Source: Ibex Consulting

A key issue is that many South Africans are unaware that profits or losses from cryptocurrency dealings must be reported, either as capital gains or revenue, depending on the purpose and frequency of transactions, Mostert explains.

“It is the taxpayer’s responsibility to keep detailed records of all transactions, including purchase prices, sale prices, and any related expenses. Non-compliance can lead to severe penalties and backdated interest,” he says.

SARS has also begun working with international tax authorities to track offshore cryptocurrency holdings, closing potential loopholes for evasion, Mostert says.

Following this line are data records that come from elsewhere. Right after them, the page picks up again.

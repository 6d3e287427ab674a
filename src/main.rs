//! rag-console - terminal console for a RAG assistant backend

use anyhow::{bail, Result};
use clap::{Parser, Subcommand};
use rag_console::api::{IndexApi, RagClient};
use rag_console::app::App;
use rag_console::config::Config;
use rag_console::files::FileList;
use rag_console::models::ModelSelector;
use rag_console::notice::NoticeSlot;
use rag_console::push::{self, PushEvent};
use rag_console::relay::{IndexingRelay, JobState, Outcome};
use rag_console::tui;
use std::io::Write;
use std::path::PathBuf;
use std::sync::Arc;
use std::time::Duration;
use tokio::sync::{mpsc, watch};
use tracing::info;

#[derive(Parser)]
#[command(name = "rag-console")]
#[command(version, about = "Terminal console for a RAG assistant backend", long_about = None)]
struct Cli {
    #[command(subcommand)]
    command: Option<Commands>,

    /// Config file path
    #[arg(long)]
    config: Option<PathBuf>,

    /// Backend base URL (overrides the config file)
    #[arg(long)]
    server: Option<String>,

    /// Enable verbose logging
    #[arg(short, long)]
    verbose: bool,
}

#[derive(Subcommand)]
enum Commands {
    /// Start the interactive TUI (default)
    Tui,

    /// List indexed files
    Files,

    /// Rebuild the whole index
    Reindex {
        /// Skip the confirmation prompt
        #[arg(short, long)]
        yes: bool,
    },

    /// Index files missing from the index
    Update,

    /// Cancel the running indexing job
    Cancel,

    /// Upload and index a document
    Upload {
        /// File to upload
        path: PathBuf,
    },

    /// Follow indexing progress until the job finishes
    Watch,

    /// List available models
    Models,

    /// Show configuration
    Config {
        /// Edit configuration
        #[arg(long)]
        edit: bool,
    },
}

#[tokio::main]
async fn main() -> Result<()> {
    let cli = Cli::parse();
    let interactive = matches!(cli.command, None | Some(Commands::Tui));

    // Setup logging; the TUI owns the terminal, so it logs to a file
    let log_level = if cli.verbose { "debug" } else { "info" };
    let filter = tracing_subscriber::EnvFilter::try_from_default_env()
        .unwrap_or_else(|_| tracing_subscriber::EnvFilter::new(log_level));
    let _log_guard = if interactive {
        let appender = tracing_appender::rolling::never(Config::log_dir(), "rag-console.log");
        let (writer, guard) = tracing_appender::non_blocking(appender);
        tracing_subscriber::fmt()
            .with_env_filter(filter)
            .with_writer(writer)
            .with_ansi(false)
            .with_target(false)
            .compact()
            .init();
        Some(guard)
    } else {
        tracing_subscriber::fmt()
            .with_env_filter(filter)
            .with_writer(std::io::stderr)
            .with_target(false)
            .compact()
            .init();
        None
    };

    // Load configuration
    let mut config = Config::load(cli.config.as_deref())?;
    if let Some(server) = cli.server {
        config.server.base_url = server;
    }

    match cli.command {
        Some(Commands::Tui) | None => cmd_tui(config).await,
        Some(Commands::Files) => cmd_files(config).await,
        Some(Commands::Reindex { yes }) => cmd_reindex(config, yes).await,
        Some(Commands::Update) => cmd_update(config).await,
        Some(Commands::Cancel) => cmd_cancel(config).await,
        Some(Commands::Upload { path }) => cmd_upload(config, path).await,
        Some(Commands::Watch) => cmd_watch(config).await,
        Some(Commands::Models) => cmd_models(config).await,
        Some(Commands::Config { edit }) => cmd_config(config, cli.config, edit).await,
    }
}

/// Relay over a fresh client, for the one-shot commands
fn relay(config: &Config) -> Result<(IndexingRelay, NoticeSlot)> {
    let client: Arc<dyn IndexApi> = Arc::new(RagClient::new(config)?);
    let notices = NoticeSlot::new(Duration::from_millis(config.relay.notice_ttl_ms));
    let relay = IndexingRelay::new(
        client,
        notices.clone(),
        Duration::from_millis(config.relay.hide_delay_ms),
    );
    Ok((relay, notices))
}

/// Print the relay's outcome; failures become the process error
fn finish(outcome: Outcome, notices: &NoticeSlot) -> Result<()> {
    match outcome {
        Outcome::Failed(message) => bail!(message),
        _ => {
            if let Some(notice) = notices.current() {
                println!("{}", notice.text);
            }
            Ok(())
        }
    }
}

/// Start the interactive TUI
async fn cmd_tui(config: Config) -> Result<()> {
    let client = RagClient::new(&config)?;
    info!(server = %client.base_url(), "Starting rag-console TUI");

    let (events_tx, events_rx) = mpsc::channel(256);
    let (shutdown_tx, shutdown_rx) = watch::channel(false);
    let push_task = push::spawn(config.server.push_url(), events_tx, shutdown_rx);

    let app = App::new(client, &config);
    let result = tui::run(app, events_rx).await;

    let _ = shutdown_tx.send(true);
    let _ = push_task.await;
    result
}

async fn cmd_files(config: Config) -> Result<()> {
    let (relay, notices) = relay(&config)?;
    let mut files = FileList::new();

    if !relay.refresh_files(&mut files).await {
        let message = notices
            .current()
            .map(|n| n.text)
            .unwrap_or_else(|| "Loading files failed".to_string());
        bail!(message);
    }

    if files.files().is_empty() {
        println!("{}", files.hint().unwrap_or("No files"));
    }
    for row in files.render() {
        println!("  {}", row);
    }
    Ok(())
}

async fn cmd_reindex(config: Config, yes: bool) -> Result<()> {
    let (mut relay, notices) = relay(&config)?;

    let outcome = match relay.request_reindex_all().await {
        Outcome::NeedsConfirmation(question) => {
            if yes || ask(&question)? {
                relay.confirm_reindex_all().await
            } else {
                relay.decline_reindex();
                println!("Reindex cancelled");
                return Ok(());
            }
        }
        other => other,
    };

    finish(outcome, &notices)
}

/// Ask a yes/no question on stdin
fn ask(question: &str) -> Result<bool> {
    print!("{} [y/N] ", question);
    std::io::stdout().flush()?;

    let mut answer = String::new();
    std::io::stdin().read_line(&mut answer)?;
    Ok(matches!(answer.trim().to_lowercase().as_str(), "y" | "yes"))
}

async fn cmd_update(config: Config) -> Result<()> {
    let (mut relay, notices) = relay(&config)?;
    let outcome = relay.request_update_index().await;
    finish(outcome, &notices)
}

async fn cmd_cancel(config: Config) -> Result<()> {
    let (mut relay, notices) = relay(&config)?;
    let outcome = relay.request_cancel().await;
    finish(outcome, &notices)
}

async fn cmd_upload(config: Config, path: PathBuf) -> Result<()> {
    let client = RagClient::new(&config)?;
    let reply = client.upload(&path).await?;
    println!("{}", reply.message);
    Ok(())
}

/// Stream progress to stdout until the job completes, fails or Ctrl-C
async fn cmd_watch(config: Config) -> Result<()> {
    let (mut relay, _notices) = relay(&config)?;
    let (events_tx, mut events_rx) = mpsc::channel(256);
    let (shutdown_tx, shutdown_rx) = watch::channel(false);
    let push_task = push::spawn(config.server.push_url(), events_tx, shutdown_rx);

    println!("Watching {} (Ctrl-C to stop)", config.server.push_url());
    let mut printed_feed = 0;

    loop {
        let event = tokio::select! {
            _ = tokio::signal::ctrl_c() => break,
            event = events_rx.recv() => match event {
                Some(event) => event,
                None => break,
            },
        };

        match event {
            PushEvent::Progress(progress) => {
                if !relay.on_progress_event(progress) {
                    continue;
                }
                let view = relay.view();
                println!("[{:>5.1}%] {}", view.width_percent, view.text);

                let feed = relay.feed();
                if feed.len() < printed_feed {
                    printed_feed = 0;
                }
                for line in &feed[printed_feed..] {
                    println!("         {}", line.text);
                }
                printed_feed = feed.len();

                if *relay.state() == JobState::Completed {
                    break;
                }
            }
            PushEvent::IndexError(message) => {
                relay.on_index_error(message.clone());
                eprintln!("Indexing failed: {}", message);
                break;
            }
            PushEvent::IndexComplete { message, .. } => {
                println!("{}", message);
                break;
            }
            PushEvent::UploadProgress { fraction, message } => {
                println!("[upload {:>5.1}%] {}", fraction * 100.0, message);
            }
            PushEvent::Connected => info!("Connected"),
            PushEvent::Disconnected => info!("Disconnected, reconnecting"),
        }
    }

    let _ = shutdown_tx.send(true);
    let _ = push_task.await;

    if let JobState::Failed(message) = relay.state() {
        bail!(message.clone());
    }
    Ok(())
}

async fn cmd_models(config: Config) -> Result<()> {
    let client = RagClient::new(&config)?;
    let mut selector = ModelSelector::new(config.tui.default_model.clone());
    selector.apply(client.models().await?);

    println!("Available Models ({}):\n", selector.models().len());
    for row in selector.render() {
        println!("  {}", row);
    }
    Ok(())
}

/// Show/edit configuration
async fn cmd_config(config: Config, path: Option<PathBuf>, edit: bool) -> Result<()> {
    let path = path.unwrap_or_else(Config::default_path);

    if edit {
        if !path.exists() {
            config.save(Some(&path))?;
        }
        let editor = std::env::var("EDITOR").unwrap_or_else(|_| "nano".to_string());
        std::process::Command::new(&editor).arg(&path).status()?;
    } else {
        println!("Configuration file: {}", path.display());
        println!();
        if path.exists() {
            let content = std::fs::read_to_string(&path)?;
            println!("{}", content);
        } else {
            println!("# Default configuration (not yet saved)");
            println!("{}", toml::to_string_pretty(&config)?);
        }
    }

    Ok(())
}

Christo de Wit, Luno South Africa’s country manager, says that SARS has different rules for different types of crypto asset users, which depend on several different factors, including if you are considered a crypto asset “investor” or “trader” as well as other details relating to your income:

  • Traders are typically required to pay income tax on revenue earned. 

  • Investors will pay capital gains tax on taxable gains.

“It is possible for a single taxpayer to be classified as both a trader and an investor. Broadly speaking, the bracket you fall into will depend on your personal circumstances and the types of activity that you have engaged in,” De Wit says.

“These developments mean individuals must treat cryptocurrencies with the same level of care as any other asset class, ensuring they comply with tax laws and seek professional advice when needed,” Mostert adds.